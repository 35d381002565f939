//! Analysis configuration
//!
//! The configuration is read from a directory with the following
//! layout. Each entry is a directory containing any number of JSON or
//! YAML files, each file holding a map from names to records.
//!
//! ```text
//! file_info/<selection>/   process -> { file_path, is_data }
//! montecarlo/              process -> { cross_section, kfactor }
//! plot_groups/             group -> { members, title, color, style }
//! hist_info/               branch -> { nbins, xmin, xmax } or { edges }
//! states/                  state -> selection expression
//! presets/                 preset -> list of plot groups
//! ```
//!
//! Files are read in lexicographic order and later entries replace
//! earlier ones with the same name. Files that cannot be parsed are
//! reported and skipped. Invalid entries are dropped with a warning.
use std::{
    collections::BTreeMap,
    fs,
    path::{Path, PathBuf},
};

use log::{debug, error, warn};
use serde::{de::DeserializeOwned, Deserialize, Serialize};
use strum::{Display, EnumString};
use thiserror::Error;

use crate::hist::Binning;

/// A process with its event files and normalisation
#[derive(Deserialize, Serialize, Clone, Debug, PartialEq)]
pub struct ProcessInfo {
    pub name: String,
    /// Path or glob pattern of the event files
    pub file_path: String,
    /// Cross section in pb
    pub cross_section: f64,
    pub kfactor: f64,
    pub is_data: bool,
}

impl ProcessInfo {
    /// Cross section including the k-factor
    pub fn total_cross_section(&self) -> f64 {
        self.cross_section * self.kfactor
    }
}

#[derive(Deserialize, Clone, Debug)]
struct FileEntry {
    file_path: String,
    #[serde(default)]
    is_data: bool,
}

/// Monte Carlo normalisation of a process
#[derive(Deserialize, Serialize, Copy, Clone, Debug, PartialEq)]
pub struct McInfo {
    /// Cross section in pb
    pub cross_section: f64,
    #[serde(default = "unit_kfactor")]
    pub kfactor: f64,
}

fn unit_kfactor() -> f64 {
    1.
}

/// How a plot group is drawn
#[derive(
    Deserialize, Serialize, Display, EnumString, Copy, Clone, Debug, Default, PartialEq, Eq,
)]
#[serde(rename_all = "snake_case")]
#[strum(serialize_all = "snake_case")]
pub enum Style {
    /// Filled area
    #[default]
    Fill,
    /// Outline only
    Line,
    /// Points with error bars
    Marker,
}

/// A named set of processes drawn as one histogram
#[derive(Deserialize, Serialize, Clone, Debug, PartialEq)]
pub struct PlotGroup {
    #[serde(default)]
    pub name: String,
    pub members: Vec<String>,
    /// Legend entry, defaults to the group name
    pub title: Option<String>,
    /// Fill or line colour as `#rrggbb`
    pub color: Option<String>,
    #[serde(default)]
    pub style: Style,
}

impl PlotGroup {
    /// The legend title
    pub fn title(&self) -> &str {
        self.title.as_deref().unwrap_or(&self.name)
    }
}

/// Histogram binning and axis titles for a branch
#[derive(Deserialize, Serialize, Clone, Debug, PartialEq)]
pub struct BinSpec {
    #[serde(flatten)]
    pub binning: Binning,
    pub x_title: Option<String>,
    pub y_title: Option<String>,
}

/// Where output files are written
#[derive(Clone, Debug, Default, PartialEq, Eq)]
pub struct Environment {
    /// Root directory for plots
    pub storage_root: PathBuf,
    /// Web-servable directory that mirrors the storage root
    pub html_root: Option<PathBuf>,
}

/// Validated analysis configuration
#[derive(Clone, Debug, Default)]
pub struct ConfigStore {
    file_info: BTreeMap<String, ProcessInfo>,
    monte_carlo: BTreeMap<String, McInfo>,
    plot_groups: BTreeMap<String, PlotGroup>,
    hist_info: BTreeMap<String, BinSpec>,
    states: BTreeMap<String, String>,
    presets: BTreeMap<String, Vec<String>>,
    load_errors: Vec<String>,
}

impl ConfigStore {
    /// Load the configuration in `dir` for the given event selection
    pub fn load(dir: &Path, selection: &str) -> Result<Self, ConfigError> {
        if !dir.is_dir() {
            return Err(ConfigError::NoDir(dir.to_owned()));
        }
        let mut store = Self::default();

        let monte_carlo: BTreeMap<String, McInfo> =
            store.read_category(&dir.join("montecarlo"))?;
        for (name, info) in monte_carlo {
            if !(info.cross_section >= 0.) {
                warn!("Ignoring `{name}`: invalid cross section {}", info.cross_section);
            } else if !(info.kfactor > 0.) {
                warn!("Ignoring `{name}`: invalid k-factor {}", info.kfactor);
            } else {
                store.monte_carlo.insert(name, info);
            }
        }

        let file_dir = dir.join("file_info").join(selection);
        if !file_dir.is_dir() {
            warn!("No file information for selection `{selection}` in {file_dir:?}");
        }
        let files: BTreeMap<String, FileEntry> = store.read_category(&file_dir)?;
        for (name, entry) in files {
            let (cross_section, kfactor) = if entry.is_data {
                (1., 1.)
            } else if let Some(mc) = store.monte_carlo.get(&name) {
                (mc.cross_section, mc.kfactor)
            } else {
                warn!("Ignoring simulated process `{name}` without Monte Carlo information");
                continue;
            };
            let info = ProcessInfo {
                name: name.clone(),
                file_path: entry.file_path,
                cross_section,
                kfactor,
                is_data: entry.is_data,
            };
            store.file_info.insert(name, info);
        }

        let plot_groups: BTreeMap<String, PlotGroup> =
            store.read_category(&dir.join("plot_groups"))?;
        store.plot_groups = plot_groups
            .into_iter()
            .map(|(name, mut group)| {
                group.name = name.clone();
                (name, group)
            })
            .collect();

        let hist_info: BTreeMap<String, BinSpec> =
            store.read_category(&dir.join("hist_info"))?;
        for (name, spec) in hist_info {
            match spec.binning.edges() {
                Ok(_) => {
                    store.hist_info.insert(name, spec);
                }
                Err(err) => warn!("Ignoring binning for `{name}`: {err}"),
            }
        }

        store.states = store.read_category(&dir.join("states"))?;
        store.presets = store.read_category(&dir.join("presets"))?;
        Ok(store)
    }

    // Read and merge all files in a configuration directory
    fn read_category<T: DeserializeOwned>(
        &mut self,
        dir: &Path,
    ) -> Result<BTreeMap<String, T>, ConfigError> {
        let mut res = BTreeMap::new();
        if !dir.is_dir() {
            debug!("Skipping missing configuration directory {dir:?}");
            return Ok(res);
        }
        let pattern = Path::new(&glob::Pattern::escape(&dir.to_string_lossy())).join("*");
        let pattern = pattern.to_string_lossy();
        let mut files = glob::glob(&pattern)?
            .collect::<Result<Vec<_>, _>>()?;
        files.sort();
        for file in files.into_iter().filter(|f| f.is_file()) {
            match read_file::<BTreeMap<String, T>>(&file) {
                Ok(Some(entries)) => {
                    for (name, entry) in entries {
                        if res.insert(name.clone(), entry).is_some() {
                            debug!("`{name}` from {file:?} replaces earlier entry");
                        }
                    }
                }
                Ok(None) => debug!("Skipping {file:?}: not a JSON or YAML file"),
                Err(err) => {
                    let msg = format!("{err}");
                    error!("{msg}");
                    self.load_errors.push(msg);
                }
            }
        }
        Ok(res)
    }

    /// All processes, including data
    pub fn file_info(&self) -> &BTreeMap<String, ProcessInfo> {
        &self.file_info
    }

    /// Look up a single process
    pub fn process(&self, name: &str) -> Option<&ProcessInfo> {
        self.file_info.get(name)
    }

    pub fn monte_carlo_info(&self) -> &BTreeMap<String, McInfo> {
        &self.monte_carlo
    }

    /// Look up a plot group
    ///
    /// Returns `None` if there is no group with the given name. Callers
    /// usually treat the name as a single process in that case.
    pub fn plot_group(&self, name: &str) -> Option<&PlotGroup> {
        self.plot_groups.get(name)
    }

    pub fn plot_group_members(&self, name: &str) -> Option<&[String]> {
        self.plot_group(name).map(|g| g.members.as_slice())
    }

    /// Binning and axis titles for a branch
    pub fn hist_bin_info(&self, branch: &str) -> Option<&BinSpec> {
        self.hist_info.get(branch)
    }

    /// Selection expression of a state
    pub fn state(&self, name: &str) -> Option<&str> {
        self.states.get(name).map(|s| s.as_str())
    }

    pub fn states(&self) -> &BTreeMap<String, String> {
        &self.states
    }

    pub fn preset(&self, name: &str) -> Option<&[String]> {
        self.presets.get(name).map(|p| p.as_slice())
    }

    /// Resolve a file set selector into a list of plot groups
    ///
    /// The selector is either the name of a preset or a comma-separated
    /// list of plot groups or processes.
    pub fn resolve_file_set(&self, selector: &str) -> Vec<String> {
        if let Some(preset) = self.preset(selector) {
            return preset.to_vec();
        }
        selector
            .split(',')
            .map(str::trim)
            .filter(|s| !s.is_empty())
            .map(str::to_owned)
            .collect()
    }

    /// Messages for all configuration files that could not be read
    pub fn load_errors(&self) -> &[String] {
        &self.load_errors
    }
}

fn read_file<T: DeserializeOwned>(file: &Path) -> Result<Option<T>, ConfigError> {
    let ext = file.extension().and_then(|e| e.to_str());
    let is_yaml = match ext {
        Some("json") => false,
        Some("yaml" | "yml") => true,
        _ => return Ok(None),
    };
    let content = fs::read_to_string(file).map_err(|source| ConfigError::Io {
        file: file.to_owned(),
        source,
    })?;
    let res = if is_yaml {
        serde_yaml::from_str(&content).map_err(|source| ConfigError::Yaml {
            file: file.to_owned(),
            source,
        })?
    } else {
        serde_json::from_str(&content).map_err(|source| ConfigError::Json {
            file: file.to_owned(),
            source,
        })?
    };
    Ok(Some(res))
}

/// Configuration error
#[derive(Debug, Error)]
pub enum ConfigError {
    #[error("Configuration directory {0:?} does not exist")]
    NoDir(PathBuf),
    #[error("Failed to read {file:?}: {source}")]
    Io {
        file: PathBuf,
        source: std::io::Error,
    },
    #[error("Failed to parse {file:?}: {source}")]
    Json {
        file: PathBuf,
        source: serde_json::Error,
    },
    #[error("Failed to parse {file:?}: {source}")]
    Yaml {
        file: PathBuf,
        source: serde_yaml::Error,
    },
    #[error("Invalid configuration path")]
    Pattern(#[from] glob::PatternError),
    #[error("Failed to access configuration file")]
    Glob(#[from] glob::GlobError),
}

#[cfg(test)]
pub(crate) mod tests {
    use super::*;

    fn log_init() {
        let _ = env_logger::builder().is_test(true).try_init();
    }

    pub(crate) fn write(dir: &Path, file: &str, content: &str) {
        let path = dir.join(file);
        fs::create_dir_all(path.parent().unwrap()).unwrap();
        fs::write(path, content).unwrap();
    }

    #[test]
    fn load() {
        log_init();

        let dir = tempfile::tempdir().unwrap();
        let root = dir.path();
        write(
            root,
            "file_info/3l/mc.json",
            r#"{
                "wz": {"file_path": "/data/wz*.hepmc"},
                "zz": {"file_path": "/data/zz.hepmc.gz"},
                "ttz": {"file_path": "/data/ttz.lhe"},
                "data": {"file_path": "/data/data.hepmc", "is_data": true}
            }"#,
        );
        write(root, "file_info/2l/other.json", r#"{"dy": {"file_path": "dy"}}"#);
        write(
            root,
            "montecarlo/xsec.yaml",
            "wz: {cross_section: 4.4, kfactor: 1.1}\nzz: {cross_section: -1}\n",
        );
        write(root, "montecarlo/z_more.json", r#"{"zz": {"cross_section": 1.2}}"#);
        write(
            root,
            "plot_groups/groups.yaml",
            "diboson:\n  members: [wz, zz]\n  title: VV\n  color: '#ff0000'\n  style: line\n",
        );
        write(
            root,
            "hist_info/bins.json",
            r#"{
                "m_3l": {"nbins": 10, "xmin": 0, "xmax": 500, "x_title": "m_{3l} [GeV]"},
                "pt_l1": {"edges": [0, 50, 20]},
                "n_jets": {"nbins": 0, "xmin": 0, "xmax": 5}
            }"#,
        );
        write(root, "states/states.json", r#"{"eee": "n_e == 3", "mmm": "n_mu == 3"}"#);
        write(root, "presets/presets.json", r#"{"all": ["diboson", "ttz"]}"#);
        write(root, "states/broken.json", r#"{"eem": "#);
        write(root, "states/README", "not configuration");

        let config = ConfigStore::load(root, "3l").unwrap();

        let processes: Vec<_> = config.file_info().keys().cloned().collect();
        assert_eq!(processes, ["data", "wz", "zz"]);
        let wz = config.process("wz").unwrap();
        assert!(!wz.is_data);
        assert!((wz.total_cross_section() - 4.84).abs() < 1e-12);
        assert_eq!(config.process("zz").unwrap().cross_section, 1.2);
        assert!(config.process("data").unwrap().is_data);
        assert!(config.process("dy").is_none());

        let group = config.plot_group("diboson").unwrap();
        assert_eq!(group.title(), "VV");
        assert_eq!(group.style, Style::Line);
        assert_eq!(
            config.plot_group_members("diboson").unwrap(),
            &["wz".to_owned(), "zz".to_owned()]
        );
        assert!(config.plot_group("wz").is_none());

        let bins = config.hist_bin_info("m_3l").unwrap();
        assert_eq!(bins.x_title.as_deref(), Some("m_{3l} [GeV]"));
        assert!(config.hist_bin_info("pt_l1").is_none());
        assert!(config.hist_bin_info("n_jets").is_none());

        assert_eq!(config.state("eee"), Some("n_e == 3"));
        assert_eq!(config.states().len(), 2);
        assert_eq!(config.load_errors().len(), 1);
        assert!(config.load_errors()[0].contains("broken.json"));

        assert_eq!(config.resolve_file_set("all"), ["diboson", "ttz"]);
        assert_eq!(config.resolve_file_set("wz, zz,"), ["wz", "zz"]);
    }

    #[test]
    fn special_characters_in_path() {
        let dir = tempfile::tempdir().unwrap();
        let root = dir.path().join("config[3l]*");
        write(&root, "file_info/3l/mc.json", r#"{"wz": {"file_path": "wz.hepmc"}}"#);
        write(&root, "montecarlo/xsec.json", r#"{"wz": {"cross_section": 4.4}}"#);
        write(&root, "states/states.json", r#"{"eee": "n_e == 3"}"#);
        // would be matched by the unescaped pattern
        write(dir.path(), "config3*/states/other.json", r#"{"mmm": "n_mu == 3"}"#);

        let config = ConfigStore::load(&root, "3l").unwrap();
        assert_eq!(config.process("wz").unwrap().cross_section, 4.4);
        assert_eq!(config.states().keys().collect::<Vec<_>>(), ["eee"]);
        assert!(config.load_errors().is_empty());
    }

    #[test]
    fn missing_dir() {
        let dir = tempfile::tempdir().unwrap();
        let missing = dir.path().join("nothing");
        assert!(matches!(
            ConfigStore::load(&missing, "3l"),
            Err(ConfigError::NoDir(_))
        ));
    }
}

+---+

**WORK REQUIRED:**
Your answer must consist solely of the lines above between the line holding "let info = ProcessInfo" and the line holding "let hist_info: BTreeMap<String, BinSpec>", inclusive, copied exactly.

**FINISHED TASK:**
            let info = ProcessInfo {
                name: name.clone(),
                file_path: entry.file_path,
                cross_section,
                kfactor,
                is_data: entry.is_data,
            };
            store.file_info.insert(name, info);
        }

        let plot_groups: BTreeMap<String, PlotGroup> =
            store.read_category(&dir.join("plot_groups"))?;
        store.plot_groups = plot_groups
            .into_iter()
            .map(|(name, mut group)| {
                group.name = name.clone();
                (name, group)
            })
            .collect();

        let hist_info: BTreeMap<String, BinSpec> =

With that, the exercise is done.